▸ **Material provided**
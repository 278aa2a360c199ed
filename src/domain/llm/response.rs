use std::time::Duration;

use chrono::{DateTime, Utc};
use serde::{Deserialize, Serialize};

use crate::domain::usage::estimate_cost;

/// Token usage and the cost estimate derived from it
#[derive(Debug, Clone, Default, PartialEq, Serialize, Deserialize)]
#[serde(rename_all = "camelCase")]
pub struct Usage {
    pub prompt_tokens: u32,
    pub completion_tokens: u32,
    pub total_tokens: u32,
    pub estimated_cost: f64,
    #[serde(default = "default_cost_known")]
    pub cost_known: bool,
}

fn default_cost_known() -> bool {
    true
}

impl Usage {
    pub fn new(prompt_tokens: u32, completion_tokens: u32) -> Self {
        Self {
            prompt_tokens,
            completion_tokens,
            total_tokens: prompt_tokens.saturating_add(completion_tokens),
            estimated_cost: 0.0,
            cost_known: true,
        }
    }

    /// Usage with the cost estimated for `model`
    pub fn priced(model: &str, prompt_tokens: u32, completion_tokens: u32) -> Self {
        let estimate = estimate_cost(model, prompt_tokens, completion_tokens);
        Self {
            estimated_cost: estimate.cost,
            cost_known: estimate.known,
            ..Self::new(prompt_tokens, completion_tokens)
        }
    }
}

/// Outcome of processing a message
#[derive(Debug, Clone, Copy, PartialEq, Eq, Serialize, Deserialize)]
#[serde(rename_all = "lowercase")]
pub enum ResponseStatus {
    Success,
    Error,
}

/// The result of processing one message.
///
/// On error, `response` holds the failure reason and usage is zeroed.
#[derive(Debug, Clone, PartialEq, Serialize, Deserialize)]
#[serde(rename_all = "camelCase")]
pub struct AiResponse {
    pub status: ResponseStatus,
    #[serde(rename = "aiResponse")]
    pub response: String,
    pub model: String,
    pub provider: String,
    pub usage: Usage,
    pub timestamp: DateTime<Utc>,
    /// Seconds spent producing the response
    pub processing_time: f64,
}

impl AiResponse {
    pub fn success(
        provider: impl Into<String>,
        model: impl Into<String>,
        response: impl Into<String>,
        usage: Usage,
        elapsed: Duration,
    ) -> Self {
        Self {
            status: ResponseStatus::Success,
            response: response.into(),
            model: model.into(),
            provider: provider.into(),
            usage,
            timestamp: Utc::now(),
            processing_time: round_seconds(elapsed),
        }
    }

    pub fn error(
        provider: impl Into<String>,
        model: impl Into<String>,
        reason: impl Into<String>,
        elapsed: Duration,
    ) -> Self {
        Self {
            status: ResponseStatus::Error,
            response: reason.into(),
            model: model.into(),
            provider: provider.into(),
            usage: Usage::default(),
            timestamp: Utc::now(),
            processing_time: round_seconds(elapsed),
        }
    }

    pub fn is_success(&self) -> bool {
        self.status == ResponseStatus::Success
    }
}

fn round_seconds(elapsed: Duration) -> f64 {
    (elapsed.as_secs_f64() * 1000.0).round() / 1000.0
}

/// Raw output of a backend call, before pricing
#[derive(Debug, Clone, PartialEq)]
pub struct Completion {
    pub model: String,
    pub content: String,
    pub prompt_tokens: u32,
    pub completion_tokens: u32,
}

impl Completion {
    pub fn new(model: impl Into<String>, content: impl Into<String>) -> Self {
        Self {
            model: model.into(),
            content: content.into(),
            prompt_tokens: 0,
            completion_tokens: 0,
        }
    }

    pub fn with_usage(mut self, prompt_tokens: u32, completion_tokens: u32) -> Self {
        self.prompt_tokens = prompt_tokens;
        self.completion_tokens = completion_tokens;
        self
    }
}

/// Incremental event produced by a streaming backend call
#[derive(Debug, Clone, PartialEq)]
pub enum CompletionDelta {
    /// A fragment of generated text
    Text(String),
    /// Token counts reported by the backend
    Usage {
        prompt_tokens: u32,
        completion_tokens: u32,
    },
    /// The backend finished generating
    Finished,
}

/// Chunk of a streamed response as seen by consumers.
///
/// A well-formed stream is zero or more `Content` chunks followed by exactly
/// one `End` or `Error`.
#[derive(Debug, Clone, PartialEq, Serialize, Deserialize)]
#[serde(tag = "type", rename_all = "snake_case")]
pub enum StreamChunk {
    Content { content: String },
    End { model: String, usage: Usage },
    Error { message: String },
}

impl StreamChunk {
    pub fn content(content: impl Into<String>) -> Self {
        Self::Content {
            content: content.into(),
        }
    }

    pub fn end(model: impl Into<String>, usage: Usage) -> Self {
        Self::End {
            model: model.into(),
            usage,
        }
    }

    pub fn error(message: impl Into<String>) -> Self {
        Self::Error {
            message: message.into(),
        }
    }

    pub fn is_terminal(&self) -> bool {
        !matches!(self, Self::Content { .. })
    }
}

▸ **Assignment**
Only the lines from the one that contains "self.completion_tokens = completion_tokens;" to the end of the data should be output, exactly as they appear.

▸ **Output of the task**
        self.completion_tokens = completion_tokens;
        self
    }
}

/// Incremental event produced by a streaming backend call
#[derive(Debug, Clone, PartialEq)]
pub enum CompletionDelta {
    /// A fragment of generated text
    Text(String),
    /// Token counts reported by the backend
    Usage {
        prompt_tokens: u32,
        completion_tokens: u32,
    },
    /// The backend finished generating
    Finished,
}

/// Chunk of a streamed response as seen by consumers.
///
/// A well-formed stream is zero or more `Content` chunks followed by exactly
/// one `End` or `Error`.
#[derive(Debug, Clone, PartialEq, Serialize, Deserialize)]
#[serde(tag = "type", rename_all = "snake_case")]
pub enum StreamChunk {
    Content { content: String },
    End { model: String, usage: Usage },
    Error { message: String },
}

impl StreamChunk {
    pub fn content(content: impl Into<String>) -> Self {
        Self::Content {
            content: content.into(),
        }
    }

    pub fn end(model: impl Into<String>, usage: Usage) -> Self {
        Self::End {
            model: model.into(),
            usage,
        }
    }

    pub fn error(message: impl Into<String>) -> Self {
        Self::Error {
            message: message.into(),
        }
    }

    pub fn is_terminal(&self) -> bool {
        !matches!(self, Self::Content { .. })
    }
}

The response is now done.